Il team, a due anni di distanza dall’esordio assoluto in Formula 1, sta facendo i conti con una crisi improvvisa.
La Formula 1 cambierà volto definitivamente nel 2026, quindi tra meno di due anni. Entro quell’anno la Fia, in accordo con il gruppo che regola la competizione, annuncerà in via ufficiale il nuovo regolamento con cui le scuderie dovranno fare i conti. Questo è considerato un cambiamento epocale, poiché costringerà i protagonisti del Circus a cambiar modo di lavorare.
Di quella rivoluzione farà parte anche Audi, che nel 2026 assorbirà in modo definitivo l’attuale Sauber, una delle scuderie meno quotate in questo momento. Ma entro due anni tutto potrebbe cambiare, con una power unit potenziata e personalizzata e un team rinnovato che ha già accolto tra le proprie fila Nico Hülkenberg, attuale pilota Haas, un profilo esperto. Audi rimane ancora in lizza per mettere le mani sul ferrarista Carlos Sainz, ma il suo continuo rifiuto avrebbe generato una situazione poco semplice all’interno dell’appena nata scuderia tedesca.

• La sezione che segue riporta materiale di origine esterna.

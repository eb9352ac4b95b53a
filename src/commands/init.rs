use std::path::Path;

use clap::Args;
use pipewright::config::DEFAULT_CONFIG_FILE;
use pipewright::defaults;
use serde::Serialize;

use crate::commands::CmdResult;

#[derive(Args)]
pub struct InitArgs {
    /// Destination file (default: pipeline.yml)
    pub path: Option<String>,

    /// Overwrite an existing pipeline file
    #[arg(long)]
    pub force: bool,
}

#[derive(Serialize)]
#[serde(rename_all = "camelCase")]
pub struct InitOutput {
    pub path: String,
    pub created: bool,
}

pub fn run_json(args: InitArgs) -> CmdResult<InitOutput> {
    let path = args
        .path
        .unwrap_or_else(|| DEFAULT_CONFIG_FILE.to_string());

    if Path::new(&path).exists() && !args.force {
        return Err(pipewright::Error::validation_invalid_argument(
            "path",
            format!("'{}' already exists", path),
            None,
            Some(vec!["Pass --force to overwrite".to_string()]),
        ));
    }

    std::fs::write(&path, defaults::sample_pipeline()).map_err(|e| {
        pipewright::Error::internal_io(e.to_string(), Some(format!("write {}", path)))
    })?;

    Ok((
        InitOutput {
            path,
            created: true,
        },
        0,
    ))
}
use clap::Args;
use pipewright::pipeline::{self, JobPlan};
use pipewright::{config, matrix, paths};
use serde::Serialize;

use crate::commands::CmdResult;

#[derive(Args)]
pub struct PlanArgs {
    /// Pipeline file (default: pipeline.yml)
    #[arg(long)]
    pub config: Option<String>,

    /// Plan a single matrix entry instead of the full matrix
    #[arg(long)]
    pub runtime: Option<String>,
}

#[derive(Serialize)]
#[serde(rename_all = "camelCase")]
pub struct PlanOutput {
    #[serde(skip_serializing_if = "Option::is_none")]
    pub name: Option<String>,
    pub plans: Vec<JobPlan>,
}

pub fn run(args: PlanArgs, _global: &crate::commands::GlobalArgs) -> CmdResult<PlanOutput> {
    let config = config::load(&paths::config_path(args.config.as_deref()))?;
    let runtimes = matrix::select(&config, args.runtime.as_deref())?;

    let plans = runtimes
        .iter()
        .map(|runtime| pipeline::plan(&config, runtime))
        .collect();

    Ok((
        PlanOutput {
            name: config.name.clone(),
            plans,
        },
        0,
    ))
}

L’attesa di vedere all’opera una scuderia nuova di zecca e piena di elementi interessanti non può che definirsi elevata. Se fino a poche ore fa tutto sembrava andare liscio, con l’annuncio di Hülkenberg e le indiscrezioni su Sainz a rinnovare le speranze dei supporter tedeschi, ora una nuova grana sembra destinata a creare infauste conseguenze, ossia la fine del contratto dell’ex McLaren Andreas Seidl, uno dei primi a credere nell’ambizioso progetto F1.

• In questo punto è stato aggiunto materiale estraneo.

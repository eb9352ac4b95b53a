//! Pipeline-file loading and matrix selection through the public API.

use pipewright::{config, defaults, matrix};

#[test]
fn missing_pipeline_file_reports_config_not_found() {
    let dir = tempfile::tempdir().unwrap();
    let err = config::load(&dir.path().join("pipeline.yml")).unwrap_err();
    assert_eq!(err.code.as_str(), "config.not_found");
    assert!(err.hints.iter().any(|h| h.message.contains("init")));
}

#[test]
fn malformed_yaml_reports_invalid_yaml() {
    let dir = tempfile::tempdir().unwrap();
    let path = dir.path().join("pipeline.yml");
    std::fs::write(&path, "runtimes: [\"2.7\"\n  - broken").unwrap();
    let err = config::load(&path).unwrap_err();
    assert_eq!(err.code.as_str(), "config.invalid_yaml");
}

#[test]
fn sample_pipeline_round_trips_through_the_loader() {
    let dir = tempfile::tempdir().unwrap();
    let path = dir.path().join("pipeline.yml");
    std::fs::write(&path, defaults::sample_pipeline()).unwrap();

    let config = config::load(&path).unwrap();
    assert_eq!(config.name.as_deref(), Some("pyasdf"));
    assert_eq!(
        config
            .runtimes
            .iter()
            .map(|rt| rt.as_str())
            .collect::<Vec<_>>(),
        vec!["2.7", "3.4"]
    );
}

#[test]
fn select_with_flag_picks_a_single_entry() {
    let config = config::parse("runtimes: [\"2.7\", \"3.4\"]\n", "test").unwrap();
    let selected = matrix::select(&config, Some("3.4")).unwrap();
    assert_eq!(selected.len(), 1);
    assert_eq!(selected[0].as_str(), "3.4");
}

#[test]
fn select_with_unknown_runtime_lists_declared_entries() {
    let config = config::parse("runtimes: [\"2.7\", \"3.4\"]\n", "test").unwrap();
    let err = matrix::select(&config, Some("3.9")).unwrap_err();
    assert_eq!(err.code.as_str(), "runtime.not_found");
    assert!(err.hints.iter().any(|h| h.message.contains("2.7")));
}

Come riporta il sito As-web.jp, il futuro amministratore delegato di Audi sarebbe entrato in rotta di collisione con Oliver Hoffmann, chief operative officer del gruppo dei Quattro Anelli. Entrambi hanno idee diverse su come impostare il nuovo organigramma ed entrambi vorrebbero vedere l’altro sbattuto fuori dal progetto.
In Audi la questione potrebbe insomma creare una situazione poco invidiabile, per questo si sta pensando a un sostituto di Seidl, ossia a Mike Krack, team principal lussemburghese di Aston Martin. Facendo anch’egli parte di una scuderia in forte rinnovamento, che ha tra l’altro accolto da poco anche l’ex Ferrari Enrico Cardile, anche Krack potrebbe presto dire addio: ad attenderlo ci sarà proprio Audi, ma la sua separazione dal team di Silverstone non è affatto scontata.
Conterà prima di tutto il parere di Lawrence Stroll. Audi insomma comincia col piede sbagliato questo suo nuovo ambizioso progetto, che ha come fine quello di disegnare una monoposto competitiva sin dal primo Gran premio del campionato 2026.